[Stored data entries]
# # # #
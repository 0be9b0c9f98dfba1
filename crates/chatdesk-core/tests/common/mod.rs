#![allow(dead_code)]

use std::sync::Arc;
use std::time::Duration;

use chatdesk_core::app::{Action, AppController, AppEvent, AppState, Notification, Services};
use chatdesk_core::conversations::models::{Conversation, Message, ModelRef};
use chatdesk_core::entities::{ApiKind, EntityId, FolderPath};
use chatdesk_core::prompts::Prompt;
use chatdesk_core::repositories::{EntityRepository, InMemoryEntityRepository};
use chatdesk_core::services::ApiClient;
use chatdesk_core::settings::models::{AppConfig, LocalSettings};
use chatdesk_core::settings::repositories::InMemoryLocalSettingsRepository;
use tokio::sync::broadcast;
use wiremock::MockServer;

pub const BUCKET: &str = "user";
const WAIT_TIMEOUT: Duration = Duration::from_secs(5);

pub fn conversation_root() -> FolderPath {
    FolderPath::root(ApiKind::Conversations, BUCKET)
}

pub fn prompt_root() -> FolderPath {
    FolderPath::root(ApiKind::Prompts, BUCKET)
}

/// Stored conversation with `exchanges` user/assistant pairs.
pub fn conversation(folder: &FolderPath, name: &str, exchanges: usize) -> Conversation {
    let mut conversation = Conversation::new(
        EntityId::new(folder.clone(), name),
        ModelRef::new("gpt-4"),
        1.0,
    );
    for i in 0..exchanges {
        conversation.messages.push(Message::user(format!("question {i}")));
        conversation.messages.push(Message::assistant(format!("answer {i}")));
    }
    conversation
}

pub struct Setup {
    pub conversations: InMemoryEntityRepository<Conversation>,
    pub prompts: Arc<dyn EntityRepository<Prompt>>,
    pub local_settings: LocalSettings,
    pub playback_step_delay_ms: u64,
}

impl Default for Setup {
    fn default() -> Self {
        Self {
            conversations: InMemoryEntityRepository::new(),
            prompts: Arc::new(InMemoryEntityRepository::<Prompt>::new()),
            local_settings: LocalSettings::default(),
            playback_step_delay_ms: 10,
        }
    }
}

pub struct Harness {
    pub controller: AppController,
    pub conversations: InMemoryEntityRepository<Conversation>,
    pub local_settings: InMemoryLocalSettingsRepository,
    pub server: MockServer,
}

/// Controller wired to `server` for HTTP services and to in-memory storage.
pub async fn start(server: MockServer, setup: Setup) -> Harness {
    let config = AppConfig {
        deploy_poll_interval_ms: 20,
        playback_step_delay_ms: setup.playback_step_delay_ms,
        stream_idle_timeout_secs: 2,
        ..AppConfig::new(server.uri(), BUCKET)
    };
    let api = ApiClient::new(config.api_base_url.clone(), config.request_timeout())
        .expect("client builds");
    let local_settings = InMemoryLocalSettingsRepository::with_settings(setup.local_settings);
    let services = Services::with_repositories(
        api,
        Arc::new(setup.conversations.clone()),
        setup.prompts,
        Arc::new(local_settings.clone()),
    );

    let controller = AppController::new(config, services);
    controller.init().await;
    Harness {
        controller,
        conversations: setup.conversations,
        local_settings,
        server,
    }
}

/// Poll `check` until it yields a value.
pub async fn wait_until<T>(mut check: impl FnMut() -> Option<T>) -> T {
    let deadline = tokio::time::Instant::now() + WAIT_TIMEOUT;
    loop {
        if let Some(value) = check() {
            return value;
        }
        assert!(
            tokio::time::Instant::now() < deadline,
            "condition not met within {WAIT_TIMEOUT:?}"
        );
        tokio::time::sleep(Duration::from_millis(10)).await;
    }
}

pub async fn wait_for<T>(
    controller: &AppController,
    mut check: impl FnMut(&AppState) -> Option<T>,
) -> T {
    wait_until(|| controller.read(&mut check)).await
}

/// Next notification carrying `message`, skipping everything else on the bus.
pub async fn expect_notification(
    events: &mut broadcast::Receiver<AppEvent>,
    message: &str,
) -> Notification {
    tokio::time::timeout(WAIT_TIMEOUT, async {
        loop {
            match events.recv().await {
                Ok(AppEvent::Notification(notification)) if notification.message == message => {
                    return notification;
                }
                Ok(_) | Err(broadcast::error::RecvError::Lagged(_)) => continue,
                Err(broadcast::error::RecvError::Closed) => panic!("event bus closed"),
            }
        }
    })
    .await
    .unwrap_or_else(|_| panic!("no notification `{message}`"))
}

/// Wait until an action matching `pred` has been reduced.
pub async fn expect_action(
    events: &mut broadcast::Receiver<AppEvent>,
    pred: impl Fn(&Action) -> bool,
) -> Action {
    tokio::time::timeout(WAIT_TIMEOUT, async {
        loop {
            match events.recv().await {
                Ok(AppEvent::Action(action)) if pred(&action) => return action,
                Ok(_) | Err(broadcast::error::RecvError::Lagged(_)) => continue,
                Err(broadcast::error::RecvError::Closed) => panic!("event bus closed"),
            }
        }
    })
    .await
    .unwrap_or_else(|_| panic!("expected action was not dispatched"))
}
# # # #
What lines above contain the word "AppState"? Please copy each one.

use chatdesk_core::app::{Action, AppController, AppEvent, AppState, Notification, Services};
    mut check: impl FnMut(&AppState) -> Option<T>,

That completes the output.